**Activity:** Report each line of the records below that uses the word "timestamp".

(Stored data entries)

**********

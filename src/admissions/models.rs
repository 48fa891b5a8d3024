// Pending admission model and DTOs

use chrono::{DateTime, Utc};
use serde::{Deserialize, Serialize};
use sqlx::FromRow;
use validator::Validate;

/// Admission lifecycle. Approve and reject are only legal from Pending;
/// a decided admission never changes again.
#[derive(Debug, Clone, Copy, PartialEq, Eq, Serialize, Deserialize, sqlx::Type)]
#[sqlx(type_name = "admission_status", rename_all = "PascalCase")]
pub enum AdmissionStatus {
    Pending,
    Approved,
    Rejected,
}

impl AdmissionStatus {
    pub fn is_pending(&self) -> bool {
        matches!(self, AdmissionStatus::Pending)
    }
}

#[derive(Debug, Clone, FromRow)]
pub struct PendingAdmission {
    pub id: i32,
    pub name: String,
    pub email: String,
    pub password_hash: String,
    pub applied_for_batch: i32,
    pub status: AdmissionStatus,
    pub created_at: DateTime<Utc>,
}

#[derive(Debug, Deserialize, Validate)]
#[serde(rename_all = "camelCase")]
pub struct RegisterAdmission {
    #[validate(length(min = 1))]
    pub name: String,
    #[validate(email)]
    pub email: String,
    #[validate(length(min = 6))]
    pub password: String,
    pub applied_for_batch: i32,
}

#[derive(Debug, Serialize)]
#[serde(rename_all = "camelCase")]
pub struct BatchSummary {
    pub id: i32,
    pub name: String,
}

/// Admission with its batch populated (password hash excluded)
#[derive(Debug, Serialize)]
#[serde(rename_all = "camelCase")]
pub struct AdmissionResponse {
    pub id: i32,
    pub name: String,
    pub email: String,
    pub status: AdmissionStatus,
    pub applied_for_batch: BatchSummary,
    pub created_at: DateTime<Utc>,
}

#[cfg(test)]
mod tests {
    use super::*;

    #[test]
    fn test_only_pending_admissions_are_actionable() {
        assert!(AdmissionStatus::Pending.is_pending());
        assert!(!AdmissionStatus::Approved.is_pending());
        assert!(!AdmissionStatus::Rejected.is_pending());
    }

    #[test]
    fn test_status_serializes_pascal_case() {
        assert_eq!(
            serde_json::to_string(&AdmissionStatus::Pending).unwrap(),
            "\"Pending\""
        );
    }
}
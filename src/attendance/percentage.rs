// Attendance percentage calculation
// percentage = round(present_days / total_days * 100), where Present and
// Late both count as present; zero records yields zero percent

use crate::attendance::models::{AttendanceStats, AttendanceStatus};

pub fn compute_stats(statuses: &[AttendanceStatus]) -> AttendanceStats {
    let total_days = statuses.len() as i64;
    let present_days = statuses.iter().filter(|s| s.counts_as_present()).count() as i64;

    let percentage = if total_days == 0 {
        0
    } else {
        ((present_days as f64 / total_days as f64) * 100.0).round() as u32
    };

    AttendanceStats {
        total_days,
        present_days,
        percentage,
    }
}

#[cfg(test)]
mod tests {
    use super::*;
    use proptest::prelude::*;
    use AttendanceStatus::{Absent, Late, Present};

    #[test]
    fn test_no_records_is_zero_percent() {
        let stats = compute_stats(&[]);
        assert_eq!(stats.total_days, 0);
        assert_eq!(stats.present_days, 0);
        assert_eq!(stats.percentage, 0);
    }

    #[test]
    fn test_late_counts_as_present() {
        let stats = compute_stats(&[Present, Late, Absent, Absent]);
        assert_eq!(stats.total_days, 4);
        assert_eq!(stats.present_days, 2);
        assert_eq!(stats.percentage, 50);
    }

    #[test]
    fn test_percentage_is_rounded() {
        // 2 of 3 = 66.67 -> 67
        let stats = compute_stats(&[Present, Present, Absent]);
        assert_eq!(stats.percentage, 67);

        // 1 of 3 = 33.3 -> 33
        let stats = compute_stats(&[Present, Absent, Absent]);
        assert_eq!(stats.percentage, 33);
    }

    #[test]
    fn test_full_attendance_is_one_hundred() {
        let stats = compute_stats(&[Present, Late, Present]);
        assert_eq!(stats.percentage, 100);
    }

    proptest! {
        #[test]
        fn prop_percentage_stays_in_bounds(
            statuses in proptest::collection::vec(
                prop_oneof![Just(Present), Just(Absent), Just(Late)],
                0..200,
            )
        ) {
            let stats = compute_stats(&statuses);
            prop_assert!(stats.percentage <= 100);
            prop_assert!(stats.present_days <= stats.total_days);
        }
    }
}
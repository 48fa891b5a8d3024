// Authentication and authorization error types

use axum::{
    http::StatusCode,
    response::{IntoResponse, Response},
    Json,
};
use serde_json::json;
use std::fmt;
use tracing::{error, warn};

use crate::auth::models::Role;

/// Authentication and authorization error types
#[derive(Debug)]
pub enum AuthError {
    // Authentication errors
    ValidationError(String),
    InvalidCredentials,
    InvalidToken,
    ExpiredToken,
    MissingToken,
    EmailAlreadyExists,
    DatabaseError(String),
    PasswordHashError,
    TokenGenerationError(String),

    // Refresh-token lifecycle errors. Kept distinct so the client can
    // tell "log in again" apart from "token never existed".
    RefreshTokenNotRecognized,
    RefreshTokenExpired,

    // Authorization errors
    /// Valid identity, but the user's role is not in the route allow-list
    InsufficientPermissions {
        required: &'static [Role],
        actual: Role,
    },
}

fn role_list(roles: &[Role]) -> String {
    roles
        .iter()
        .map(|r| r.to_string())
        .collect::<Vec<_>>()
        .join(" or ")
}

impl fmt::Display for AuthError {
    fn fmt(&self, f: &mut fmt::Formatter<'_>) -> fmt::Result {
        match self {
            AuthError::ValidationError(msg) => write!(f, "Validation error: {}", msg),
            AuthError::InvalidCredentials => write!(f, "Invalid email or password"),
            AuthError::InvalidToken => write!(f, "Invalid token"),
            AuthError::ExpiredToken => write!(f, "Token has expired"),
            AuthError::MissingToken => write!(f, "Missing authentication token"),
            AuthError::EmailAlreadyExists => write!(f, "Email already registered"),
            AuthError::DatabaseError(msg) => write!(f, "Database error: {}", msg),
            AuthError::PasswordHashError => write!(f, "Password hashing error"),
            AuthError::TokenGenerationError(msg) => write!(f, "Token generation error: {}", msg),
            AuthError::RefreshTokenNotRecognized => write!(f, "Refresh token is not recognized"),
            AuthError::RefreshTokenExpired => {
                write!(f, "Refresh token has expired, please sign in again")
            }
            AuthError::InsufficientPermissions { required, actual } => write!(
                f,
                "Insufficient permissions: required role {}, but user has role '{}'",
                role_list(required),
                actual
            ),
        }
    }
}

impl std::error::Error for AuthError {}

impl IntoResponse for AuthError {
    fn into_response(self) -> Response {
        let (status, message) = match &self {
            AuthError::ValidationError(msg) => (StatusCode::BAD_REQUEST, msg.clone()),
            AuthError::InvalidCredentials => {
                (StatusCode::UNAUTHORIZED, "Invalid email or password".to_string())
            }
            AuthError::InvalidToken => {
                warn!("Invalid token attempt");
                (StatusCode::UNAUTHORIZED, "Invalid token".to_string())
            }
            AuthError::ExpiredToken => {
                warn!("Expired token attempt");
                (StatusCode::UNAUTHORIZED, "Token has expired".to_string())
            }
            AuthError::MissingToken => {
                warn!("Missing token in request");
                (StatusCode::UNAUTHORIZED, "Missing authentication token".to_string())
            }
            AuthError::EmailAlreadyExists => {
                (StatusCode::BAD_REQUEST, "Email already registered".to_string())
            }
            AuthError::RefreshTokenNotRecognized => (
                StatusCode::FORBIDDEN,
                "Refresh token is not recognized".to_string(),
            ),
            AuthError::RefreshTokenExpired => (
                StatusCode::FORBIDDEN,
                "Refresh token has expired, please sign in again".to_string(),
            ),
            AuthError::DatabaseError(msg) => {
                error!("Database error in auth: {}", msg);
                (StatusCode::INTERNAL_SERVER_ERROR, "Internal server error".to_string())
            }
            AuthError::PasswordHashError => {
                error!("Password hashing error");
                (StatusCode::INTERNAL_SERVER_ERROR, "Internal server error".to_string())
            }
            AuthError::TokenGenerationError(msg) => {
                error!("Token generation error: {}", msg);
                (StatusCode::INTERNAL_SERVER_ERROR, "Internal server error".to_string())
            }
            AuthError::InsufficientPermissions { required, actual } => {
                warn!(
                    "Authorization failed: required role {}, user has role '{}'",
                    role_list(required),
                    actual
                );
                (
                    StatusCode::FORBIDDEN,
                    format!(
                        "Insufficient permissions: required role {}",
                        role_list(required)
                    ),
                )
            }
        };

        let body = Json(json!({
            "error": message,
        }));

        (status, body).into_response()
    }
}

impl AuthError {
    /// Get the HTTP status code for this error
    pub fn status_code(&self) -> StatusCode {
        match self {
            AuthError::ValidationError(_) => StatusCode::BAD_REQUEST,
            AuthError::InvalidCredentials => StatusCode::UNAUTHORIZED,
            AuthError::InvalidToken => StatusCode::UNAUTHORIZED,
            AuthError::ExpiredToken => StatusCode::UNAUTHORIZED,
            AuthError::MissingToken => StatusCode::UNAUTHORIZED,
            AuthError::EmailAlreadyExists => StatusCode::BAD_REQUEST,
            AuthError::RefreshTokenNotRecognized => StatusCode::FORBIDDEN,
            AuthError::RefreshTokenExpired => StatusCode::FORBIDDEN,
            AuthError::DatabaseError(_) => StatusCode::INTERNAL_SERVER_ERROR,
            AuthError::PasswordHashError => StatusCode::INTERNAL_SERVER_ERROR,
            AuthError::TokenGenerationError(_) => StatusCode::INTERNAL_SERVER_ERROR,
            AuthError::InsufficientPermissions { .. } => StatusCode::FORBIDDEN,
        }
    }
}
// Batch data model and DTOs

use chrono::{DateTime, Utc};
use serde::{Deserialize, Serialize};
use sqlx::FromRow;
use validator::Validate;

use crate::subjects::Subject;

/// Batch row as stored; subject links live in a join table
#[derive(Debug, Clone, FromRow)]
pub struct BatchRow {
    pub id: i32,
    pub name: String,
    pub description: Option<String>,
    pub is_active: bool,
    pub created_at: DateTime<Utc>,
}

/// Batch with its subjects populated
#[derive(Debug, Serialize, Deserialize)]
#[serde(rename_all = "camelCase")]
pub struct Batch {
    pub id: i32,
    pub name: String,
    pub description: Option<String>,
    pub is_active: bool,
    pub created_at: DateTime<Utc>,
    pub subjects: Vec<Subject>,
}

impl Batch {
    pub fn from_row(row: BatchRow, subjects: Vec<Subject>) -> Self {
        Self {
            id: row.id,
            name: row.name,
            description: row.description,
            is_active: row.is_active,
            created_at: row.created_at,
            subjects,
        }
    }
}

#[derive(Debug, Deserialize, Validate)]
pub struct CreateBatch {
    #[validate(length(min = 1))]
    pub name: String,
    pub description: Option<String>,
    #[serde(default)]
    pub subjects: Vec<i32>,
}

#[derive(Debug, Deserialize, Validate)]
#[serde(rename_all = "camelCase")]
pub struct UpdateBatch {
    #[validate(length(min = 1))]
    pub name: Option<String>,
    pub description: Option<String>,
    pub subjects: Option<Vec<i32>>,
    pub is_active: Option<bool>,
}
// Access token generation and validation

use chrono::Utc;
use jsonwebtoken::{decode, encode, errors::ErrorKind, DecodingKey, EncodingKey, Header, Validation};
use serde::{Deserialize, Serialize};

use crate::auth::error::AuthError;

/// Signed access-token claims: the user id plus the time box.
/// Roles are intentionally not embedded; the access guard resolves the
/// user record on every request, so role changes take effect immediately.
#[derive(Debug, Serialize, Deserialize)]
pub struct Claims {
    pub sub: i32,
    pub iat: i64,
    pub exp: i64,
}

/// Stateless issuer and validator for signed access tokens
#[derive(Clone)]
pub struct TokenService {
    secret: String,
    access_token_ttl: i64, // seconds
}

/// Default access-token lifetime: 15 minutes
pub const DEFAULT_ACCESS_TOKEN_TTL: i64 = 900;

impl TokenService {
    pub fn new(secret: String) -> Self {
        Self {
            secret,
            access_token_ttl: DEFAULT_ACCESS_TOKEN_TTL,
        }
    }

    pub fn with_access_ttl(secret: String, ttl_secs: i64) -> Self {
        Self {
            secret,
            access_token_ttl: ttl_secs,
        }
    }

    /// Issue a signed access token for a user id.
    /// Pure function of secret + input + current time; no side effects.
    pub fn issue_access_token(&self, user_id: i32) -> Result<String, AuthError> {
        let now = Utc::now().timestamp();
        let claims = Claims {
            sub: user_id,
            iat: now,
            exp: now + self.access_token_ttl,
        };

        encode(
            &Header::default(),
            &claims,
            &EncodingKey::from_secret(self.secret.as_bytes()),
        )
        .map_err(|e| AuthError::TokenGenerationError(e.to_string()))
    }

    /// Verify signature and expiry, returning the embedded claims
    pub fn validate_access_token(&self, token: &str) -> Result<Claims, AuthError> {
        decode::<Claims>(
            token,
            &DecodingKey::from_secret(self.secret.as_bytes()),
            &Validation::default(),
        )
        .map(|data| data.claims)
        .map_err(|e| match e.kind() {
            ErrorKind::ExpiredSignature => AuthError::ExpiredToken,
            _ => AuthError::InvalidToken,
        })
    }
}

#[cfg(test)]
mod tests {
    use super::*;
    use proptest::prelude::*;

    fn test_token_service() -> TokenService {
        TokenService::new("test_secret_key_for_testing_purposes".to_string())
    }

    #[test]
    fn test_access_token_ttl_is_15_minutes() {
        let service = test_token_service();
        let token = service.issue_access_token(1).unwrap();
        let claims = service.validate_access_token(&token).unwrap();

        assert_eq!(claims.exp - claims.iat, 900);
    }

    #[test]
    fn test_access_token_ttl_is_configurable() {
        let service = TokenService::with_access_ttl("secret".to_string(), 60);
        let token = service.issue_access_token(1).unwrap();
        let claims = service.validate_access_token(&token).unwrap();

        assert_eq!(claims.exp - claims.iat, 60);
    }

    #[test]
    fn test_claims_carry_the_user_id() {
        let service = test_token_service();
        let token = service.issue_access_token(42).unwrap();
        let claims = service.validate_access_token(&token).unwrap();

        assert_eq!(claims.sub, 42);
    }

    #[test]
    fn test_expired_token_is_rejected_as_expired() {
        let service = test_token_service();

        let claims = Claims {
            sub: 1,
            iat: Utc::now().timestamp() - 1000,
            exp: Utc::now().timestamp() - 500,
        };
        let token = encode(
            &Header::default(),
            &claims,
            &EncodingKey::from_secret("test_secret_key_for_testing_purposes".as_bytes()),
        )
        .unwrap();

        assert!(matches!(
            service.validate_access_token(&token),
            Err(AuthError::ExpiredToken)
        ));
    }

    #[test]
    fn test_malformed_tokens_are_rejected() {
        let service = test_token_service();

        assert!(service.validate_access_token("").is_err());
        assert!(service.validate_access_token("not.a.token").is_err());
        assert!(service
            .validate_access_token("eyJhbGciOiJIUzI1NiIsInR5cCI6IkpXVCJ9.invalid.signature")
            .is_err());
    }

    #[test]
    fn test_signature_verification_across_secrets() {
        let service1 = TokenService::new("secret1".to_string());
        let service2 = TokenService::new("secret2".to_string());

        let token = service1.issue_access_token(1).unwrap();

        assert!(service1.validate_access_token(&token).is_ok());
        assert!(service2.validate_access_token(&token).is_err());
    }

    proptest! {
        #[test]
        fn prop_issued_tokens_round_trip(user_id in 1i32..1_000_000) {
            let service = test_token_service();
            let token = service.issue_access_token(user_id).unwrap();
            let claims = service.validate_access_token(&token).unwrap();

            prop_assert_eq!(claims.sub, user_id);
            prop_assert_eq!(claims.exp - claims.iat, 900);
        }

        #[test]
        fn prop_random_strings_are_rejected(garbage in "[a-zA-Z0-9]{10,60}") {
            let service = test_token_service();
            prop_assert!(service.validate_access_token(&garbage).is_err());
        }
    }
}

**********

**Result:**
        let now = Utc::now().timestamp();
            iat: Utc::now().timestamp() - 1000,
            exp: Utc::now().timestamp() - 500,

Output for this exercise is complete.